What if we started taking on board what Jen Hatmaker says: “if it’s not a ‘HELL YES’, then it’s a no!”
It is easy to feel the pressure to accept every offer and help everyone else out. The reality is that time is precious, as is your energy. As much as you may see self-development challenges that talk about ‘saying yes to everything for a week’, in the long run, it can leave us feeling burned out. As clichéd as it may be, we really cannot pour from an empty cup.
So, what can we do about this?
1. Re-frame the circumstances of saying no. Quite often, that negative critic in our head can create a whole scenario about what the other person will think when we say no. That story often has no basis and is complete fiction. In turn, this story means we experience negative emotions, with little input from the other party. What if saying no actually strengthened the power of when you say “yes”? What if it opened time in your diary to do things that are more beneficial for your mental health in the long run? Empower yourself to know this “no” is not to let people down, but to prioritise yourself and ensure you can continue to provide good work in the tasks that you are doing. Keep focussing on this positive story.
2. With that in mind, remember your value. You are important. Your time matters. Sometimes you need to prioritise your own self-care, sanity, sleep, and relaxation time.

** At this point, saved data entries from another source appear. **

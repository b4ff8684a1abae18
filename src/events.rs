//! # Event Materializer
//!
//! Turns the resolver's snapshots (in walk order) into a globally time-ordered
//! stream of on/off [`TimelineEvent`]s.
//!
//! Only notes, pauses and label references produce events; directives and
//! markers carry no audible or visible duration. Every kept state yields an
//! "on" event at its start and an "off" event at its end.
//!
//! The sort is stable: events at the same instant keep the order in which they
//! were produced, so a note's "off" is emitted before the "on" of the note that
//! follows it.

use serde::Serialize;

use crate::timeline::TuneState;

/// Start or end of a state's active interval, at an absolute time
#[derive(Debug, Clone, PartialEq, Serialize)]
#[serde(rename_all = "camelCase")]
pub struct TimelineEvent {
    pub state: TuneState,
    pub on: bool,
    pub time_ms: f64,
}

impl TimelineEvent {
    pub fn on(state: &TuneState) -> Self {
        Self {
            state: state.clone(),
            on: true,
            time_ms: state.time_elapsed_ms,
        }
    }

    pub fn off(state: &TuneState) -> Self {
        Self {
            state: state.clone(),
            on: false,
            time_ms: state.end_ms(),
        }
    }

    /// MIDI note number, for note events
    pub fn midi_note(&self) -> Option<u8> {
        self.state.midi_note()
    }
}

/// Materialize the time-ordered event stream for `states`.
pub fn materialize(states: &[TuneState]) -> Vec<TimelineEvent> {
    let mut events: Vec<TimelineEvent> = states
        .iter()
        .filter(|state| state.instruction.is_timed())
        .flat_map(|state| [TimelineEvent::on(state), TimelineEvent::off(state)])
        .collect();

    // `sort_by` is stable
    events.sort_by(|a, b| a.time_ms.total_cmp(&b.time_ms));
    events
}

3. Ask for time to think. Often we react, feeling powerless, and saying “yes” to tasks seems to fall out of our mouths before we have a moment to consider. Get used to pausing, the other party should respect that you need time to assess whether you want to, need to or can do what is being asked.
4. Give yourself a chance to consider the opportunity logically and rationally. Look at the positive aspects if you do or don’t take it, and the negative if you do or don’t take it too. Speak to a trusted friend or family member, gather information from trusted sources rather than ruminating. How much time will it take? Is that time available? Could this lead to more opportunities? Is this a task that gives you energy, or drains it?
5. If you find saying no difficult, come up with a strategy or framework. Sometimes it helps to start with something positive, for example, “thank you so much for asking”, and then giving a shorter answer such as “I’m just fully booked up at the moment” or “I don’t have capacity for further work”.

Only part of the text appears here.